_Dataset records:_

§ §

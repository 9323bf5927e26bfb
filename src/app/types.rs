//! Type definitions for the application state.
//!
//! Contains enums used for tracking UI state:
//! - [`Screen`] - Which screen is currently displayed
//! - [`Focus`] - Which part of the topic screen takes key input

/// Represents which screen is currently active
#[derive(Debug, Clone, Copy, PartialEq, Eq, Default)]
pub enum Screen {
    /// Landing page with the topic list
    #[default]
    Home,
    /// One topic and its comments
    Topic(i64),
    Rules,
    Help,
    News,
}

impl Screen {
    /// Header navigation entries, in display order.
    pub const NAV: [Screen; 4] = [Screen::Home, Screen::Rules, Screen::Help, Screen::News];

    /// Label shown in the header navigation.
    pub fn nav_label(&self) -> &'static str {
        match self {
            Screen::Home | Screen::Topic(_) => "Главная",
            Screen::Rules => "Правила",
            Screen::Help => "Помощь",
            Screen::News => "Новости",
        }
    }

    /// Whether this screen highlights `nav` in the header.
    ///
    /// The topic screen lives under Главная.
    pub fn is_under(&self, nav: Screen) -> bool {
        match (self, nav) {
            (Screen::Topic(_), Screen::Home) => true,
            _ => *self == nav,
        }
    }

    /// Static pages scroll as a whole.
    pub fn is_static_page(&self) -> bool {
        matches!(self, Screen::Rules | Screen::Help | Screen::News)
    }
}

/// Represents which part of the topic screen has focus
#[derive(Debug, Clone, Copy, PartialEq, Eq, Default)]
pub enum Focus {
    /// Comment list (selection, delete)
    #[default]
    Comments,
    /// "Ваше имя" field of the comment form
    Author,
    /// "Комментарий" field of the comment form
    Content,
}

impl Focus {
    /// Next stop when Tab is pressed.
    pub fn next(self) -> Self {
        match self {
            Focus::Comments => Focus::Author,
            Focus::Author => Focus::Content,
            Focus::Content => Focus::Comments,
        }
    }

    pub fn is_form(self) -> bool {
        matches!(self, Focus::Author | Focus::Content)
    }
}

§ §

_How to complete this task:_
Every entry must be duplicated exactly as it was written.

_Result for this task:_
repository 9323bf5927e26bfb
filename src/app/types.rs
//! Type definitions for the application state.
//!
//! Contains enums used for tracking UI state:
//! - [`Screen`] - Which screen is currently displayed
//! - [`Focus`] - Which part of the topic screen takes key input

/// Represents which screen is currently active
#[derive(Debug, Clone, Copy, PartialEq, Eq, Default)]
pub enum Screen {
    /// Landing page with the topic list
    #[default]
    Home,
    /// One topic and its comments
    Topic(i64),
    Rules,
    Help,
    News,
}

impl Screen {
    /// Header navigation entries, in display order.
    pub const NAV: [Screen; 4] = [Screen::Home, Screen::Rules, Screen::Help, Screen::News];

    /// Label shown in the header navigation.
    pub fn nav_label(&self) -> &'static str {
        match self {
            Screen::Home | Screen::Topic(_) => "Главная",
            Screen::Rules => "Правила",
            Screen::Help => "Помощь",
            Screen::News => "Новости",
        }
    }

    /// Whether this screen highlights `nav` in the header.
    ///
    /// The topic screen lives under Главная.
    pub fn is_under(&self, nav: Screen) -> bool {
        match (self, nav) {
            (Screen::Topic(_), Screen::Home) => true,
            _ => *self == nav,
        }
    }

    /// Static pages scroll as a whole.
    pub fn is_static_page(&self) -> bool {
        matches!(self, Screen::Rules | Screen::Help | Screen::News)
    }
}

/// Represents which part of the topic screen has focus
#[derive(Debug, Clone, Copy, PartialEq, Eq, Default)]
pub enum Focus {
    /// Comment list (selection, delete)
    #[default]
    Comments,
    /// "Ваше имя" field of the comment form
    Author,
    /// "Комментарий" field of the comment form
    Content,
}

impl Focus {
    /// Next stop when Tab is pressed.
    pub fn next(self) -> Self {
        match self {
            Focus::Comments => Focus::Author,
            Focus::Author => Focus::Content,
            Focus::Content => Focus::Comments,
        }
    }

    pub fn is_form(self) -> bool {
        matches!(self, Focus::Author | Focus::Content)
    }
}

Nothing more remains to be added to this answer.